If I recall correctly, shortly after that same week I overheard a conversation about professional wrestling. I believe my coworkers were talking about Shaquille O'Neal appearing in some matches over the summer, and I started looking up pictures online. When you Google "WWF wrestling" or something similar, you're likely to come across lots of insane costumes from wrestlers across the years. But it is hard to think of anybody more flamboyant, colorful and confusing than Macho Man Randy Savage, and pictures of him in his various costumes throughout the years stick out like a sore thumb.
Seeing all of the crazy suits he would wear brought back memories of when I was much younger and believed wrestling was real, so I did the natural thing: look him up on YouTube.
If you haven't seen footage of the Macho Man in his prime, I recommend you check him out. This video is a must-see:
The guy was a masterful performer, so intense and unique. On seeing these videos, I was cracking up and started doing Macho Man impressions for my co-workers and friends. I wasn't bad, and I got a few laughs.
So here was this perfect storm. Me, with long hair and a grizzly-looking beard starting to form, and a new source of inspiration with Halloween coming up. The idea of a Homemade Macho Man Randy Savage Costume clicked in my head and I knew it was a winner. Searching for pre-made costumes came up empty. The closest thing was an authentic Macho Man jacket worn by the man himself, on eBay for hundreds of dollars. No way I can afford that, even if it is an INTENSE, AWESOME idea.
So I knew I had to make my own Homemade Macho Man Randy Savage Costume. I'm not the most creative person, but I know that on things like this what you really need is dedication, and that I have. Over a period of 3 weeks, I searched through over 10 different thrift stores all over California for the pieces I needed.
I was modelling my costume after this picture..., but I was using some of my favorite pieces from his other getups.
The base for the costume was: -A brown fake-leather jacket (bought at Discovery Shop Thrift in Sacramento, $12) -Tight black (woman's) jeans (bought at Mission Thrift in San Luis Obispo, $7) -Red and yellow (woman's) undershirt (also bought at Mission Thrift for $0.25) -A Dallas Cowboy's cheerleader hat (purchase at Beverly's in San Luis Obispo for $10)
That's right, 3/4 of the things I was wearing were woman's, but hey, look at what the guy wore. Men's clothes typically aren't all too tight or colorful these days.
To get all of the supplies I needed, I must have gone to Beverly's craft store nearly 10 separate times. They would laugh a little when I would walk in, because I had shown them the picture I showed you above. They were extremely helpful and over time I ended up buying: -2 cans of spray paint, red and yellow (~$20 total) -Several bottles of red, black and yellow fabric paint (~$10 total) -60 sq ft of red and yellow fabric (~$15) -Fabric glue and safety pins (~$5)

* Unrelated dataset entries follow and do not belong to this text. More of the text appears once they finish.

//! Failure kinds, from malformed input through to I/O on the answer line

use std::fmt::Display;
use thiserror::Error;

/// The input does not have the shape the puzzle expects
#[derive(Debug, Clone, Error)]
pub enum ParseError {
    #[error("Invalid format: {0}")]
    InvalidFormat(String),
    /// A section, header or value the puzzle needs is absent
    #[error("Missing data: {0}")]
    MissingData(String),
    #[error("Parse error: {0}")]
    Other(String),
}

impl ParseError {
    /// `InvalidFormat` tagged with the 1-based line number of `line_idx`
    pub fn at_line(line_idx: usize, err: impl Display) -> Self {
        Self::InvalidFormat(format!("(line {}) {}", line_idx + 1, err))
    }
}

/// Helpers built on `anyhow` report through here with their full context chain.
impl From<anyhow::Error> for ParseError {
    fn from(err: anyhow::Error) -> Self {
        Self::InvalidFormat(format!("{:#}", err))
    }
}

/// A part could not produce an answer from well-formed input
#[derive(Debug, Error)]
pub enum SolveError {
    /// The puzzle declares the part but has no solver for it
    #[error("Part {0} is not implemented")]
    PartNotImplemented(u8),
    #[error("Part {0} is out of range")]
    PartOutOfRange(u8),
    /// An assumption about the input broke mid-solve (no start tile, a
    /// missing device, a negative total)
    #[error("Invariant violated: {0}")]
    Invariant(String),
    /// An open-ended search hit its bound without a match
    #[error("Search exhausted: {0}")]
    Exhausted(String),
}

/// Everything a script or the runner can fail with
#[derive(Debug, Error)]
pub enum SolverError {
    #[error("No solver registered for {0}/{1:02}")]
    NotFound(u16, u8),
    /// Reading stdin or the input file failed, invalid UTF-8 included
    #[error("Failed to read input: {0}")]
    Input(#[source] std::io::Error),
    #[error("Failed to write answer: {0}")]
    Output(#[source] std::io::Error),
    #[error("Parse error: {0}")]
    ParseError(#[from] ParseError),
    #[error("Solve error: {0}")]
    SolveError(#[from] SolveError),
}

/// Rejected while building a registry
#[derive(Debug, Clone, Error)]
pub enum RegistrationError {
    #[error("{0}/{1:02} is registered twice")]
    DuplicateSolver(u16, u8),
    #[error("{0}/{1:02} is not a puzzle date")]
    InvalidYearDay(u16, u8),
}
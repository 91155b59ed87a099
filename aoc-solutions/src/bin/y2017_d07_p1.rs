aoc_solver::script_main!(aoc_solutions::my_solutions::year_2017::day_07::Solver, 1);
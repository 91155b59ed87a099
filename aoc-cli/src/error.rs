use std::path::PathBuf;
use thiserror::Error;

/// Anything that stops the runner; printed as `Error: ...` before exiting 1
#[derive(Error, Debug)]
pub enum CliError {
    /// Arguments that parse but do not describe a runnable request
    #[error("Configuration error: {0}")]
    Config(String),

    #[error("Cannot read {}: {source}", path.display())]
    Input {
        path: PathBuf,
        #[source]
        source: std::io::Error,
    },

    #[error(transparent)]
    Solver(#[from] aoc_solver::SolverError),

    /// The built-in catalogue is inconsistent
    #[error("Catalogue error: {0}")]
    Registration(#[from] aoc_solver::RegistrationError),

    /// Reading stdin failed
    #[error("Cannot read stdin: {0}")]
    Io(#[from] std::io::Error),
}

I started by hanging my jacket on a branch in a tree in my back yard and painting the base and sleeves of the jacket. The paint held surprisingly well, and I was accurate enough around the sleeves (where the color changes) that I didn't need to do too much touch-up. At the same time I spray-painted the hat red, running out of paint as I put the last touches on it.
The next day I went to work with the fabric paints. I painted the jacket's yellow stripes with a brush then did the black outlines with one of those 3D fine-tip paint containers. I wasn't too meticulous with anything except the lettering on the back and arms. I decided to write "macho" instead of doing more stripes since I wasn't sure if people would recognize me immediately. And when you put this much time into something, you of course want everybody screaming "Snap into a Slim Jim!" at you. I detailed the hat, as well, then started the streamers the next day.

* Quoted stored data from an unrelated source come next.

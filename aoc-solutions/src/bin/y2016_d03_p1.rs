aoc_solver::script_main!(aoc_solutions::my_solutions::year_2016::day_03::Solver, 1);
use crate::utils::input::{lines, non_empty};
use crate::utils::seq::counts;
use aoc_solver::{AocParser, ParseError, PartSolver, SolveError};
use aoc_solver_macros::AocSolver;

#[derive(AocSolver)]
#[aoc_solver(max_parts = 2)]
pub struct Solver;

impl AocParser for Solver {
    type SharedData<'a> = Vec<&'a str>;

    fn parse(input: &str) -> Result<Self::SharedData<'_>, ParseError> {
        non_empty(lines(input).into_iter().map(str::trim).collect(), "box ids")
    }
}

impl PartSolver<1> for Solver {
    fn solve(shared: &mut Self::SharedData<'_>) -> Result<String, SolveError> {
        let (mut twos, mut threes) = (0, 0);
        for id in shared.iter() {
            let freq = counts(id.chars());
            twos += freq.values().any(|&n| n == 2) as u64;
            threes += freq.values().any(|&n| n == 3) as u64;
        }
        Ok((twos * threes).to_string())
    }
}

impl PartSolver<2> for Solver {
    fn solve(shared: &mut Self::SharedData<'_>) -> Result<String, SolveError> {
        for (i, a) in shared.iter().enumerate() {
            for b in &shared[i + 1..] {
                if a.len() != b.len() {
                    continue;
                }
                let common: String = a
                    .chars()
                    .zip(b.chars())
                    .filter(|(x, y)| x == y)
                    .map(|(x, _)| x)
                    .collect();
                if common.len() + 1 == a.len() {
                    return Ok(common);
                }
            }
        }
        Err(SolveError::Exhausted("no two ids differ by one character".into()))
    }
}
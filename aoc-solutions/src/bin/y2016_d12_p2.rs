aoc_solver::script_main!(aoc_solutions::my_solutions::year_2016::day_12::Solver, 2);
use crate::utils::input::{non_empty, parse_lines, whitespace_separated};
use crate::utils::seq::pairwise;
use anyhow::ensure;
use aoc_solver::{AocParser, ParseError, PartSolver, SolveError};
use aoc_solver_macros::AocSolver;

#[derive(AocSolver)]
#[aoc_solver(max_parts = 2)]
pub struct Solver;

impl AocParser for Solver {
    type SharedData<'a> = Vec<Vec<i64>>;

    fn parse(input: &str) -> Result<Self::SharedData<'_>, ParseError> {
        let histories = parse_lines(input, |line| {
            let values = whitespace_separated::<i64>(line)?;
            ensure!(!values.is_empty(), "empty history");
            Ok(values)
        })?;
        non_empty(histories, "histories")
    }
}

/// Leading and trailing values of each difference row, down to the all-zero row.
fn difference_edges(history: &[i64]) -> Vec<(i64, i64)> {
    let mut edges = Vec::new();
    let mut row = history.to_vec();
    while row.iter().any(|&v| v != 0) {
        edges.push((row[0], row[row.len() - 1]));
        row = pairwise(row.iter()).map(|(a, b)| b - a).collect();
    }
    edges
}

pub fn next_value(history: &[i64]) -> i64 {
    difference_edges(history).iter().map(|&(_, last)| last).sum()
}

pub fn previous_value(history: &[i64]) -> i64 {
    difference_edges(history)
        .iter()
        .rev()
        .fold(0, |below, &(first, _)| first - below)
}

impl PartSolver<1> for Solver {
    fn solve(shared: &mut Self::SharedData<'_>) -> Result<String, SolveError> {
        Ok(shared.iter().map(|h| next_value(h)).sum::<i64>().to_string())
    }
}

impl PartSolver<2> for Solver {
    fn solve(shared: &mut Self::SharedData<'_>) -> Result<String, SolveError> {
        Ok(shared.iter().map(|h| previous_value(h)).sum::<i64>().to_string())
    }
}

#[cfg(test)]
mod tests {
    use super::*;
    use aoc_solver::solve_input;

    const SAMPLE: &str = "0 3 6 9 12 15\n1 3 6 10 15 21\n10 13 16 21 30 45\n";

    #[test]
    fn test_sample() {
        assert_eq!(solve_input::<Solver>(SAMPLE, 1).unwrap(), "114");
        assert_eq!(solve_input::<Solver>(SAMPLE, 2).unwrap(), "2");
    }

    #[test]
    fn test_single_value() {
        assert_eq!(next_value(&[7]), 7);
        assert_eq!(previous_value(&[7]), 7);
        assert_eq!(next_value(&[0, 0]), 0);
    }
}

I cut the fabric myself to save money (ribbon is really expensive per yard). This took a long time and my hands were killing me by the end of it, but it was a labor of love and I didn't stop until I had fabric-glued every last one on. I set the jacket next to a fan on low and let the streamers dry for the night. In the meantime, I cut smaller streamers to use for the pants. I actually wanted to keep the pants after Halloween was finished, so I used safety pins to hold on all streamers on the pants, including the intense bell-bottom ones at the bottom.

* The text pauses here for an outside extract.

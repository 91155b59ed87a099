aoc_solver::script_main!(aoc_solutions::my_solutions::year_2016::day_05::Solver, 2);
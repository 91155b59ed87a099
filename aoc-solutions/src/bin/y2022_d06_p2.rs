aoc_solver::script_main!(aoc_solutions::my_solutions::year_2022::day_06::Solver, 2);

With all this said and done, I needed to add the finishing touch: I ordered a box of 100 snack-sized Slim Jim's (original flavor, of course) to pass out to passers by. With that, the costume was complete. On Halloween night I got into character and went to parties, downtown, anywhere I could be seen, and I passed out Slim Jim's to anybody who gave me an "OH YEAH!". Even though the night was fun, I have to admit that I think I actually had more fun making something I had never seen before, and making it pretty good. The experience of making it was more than half the fun.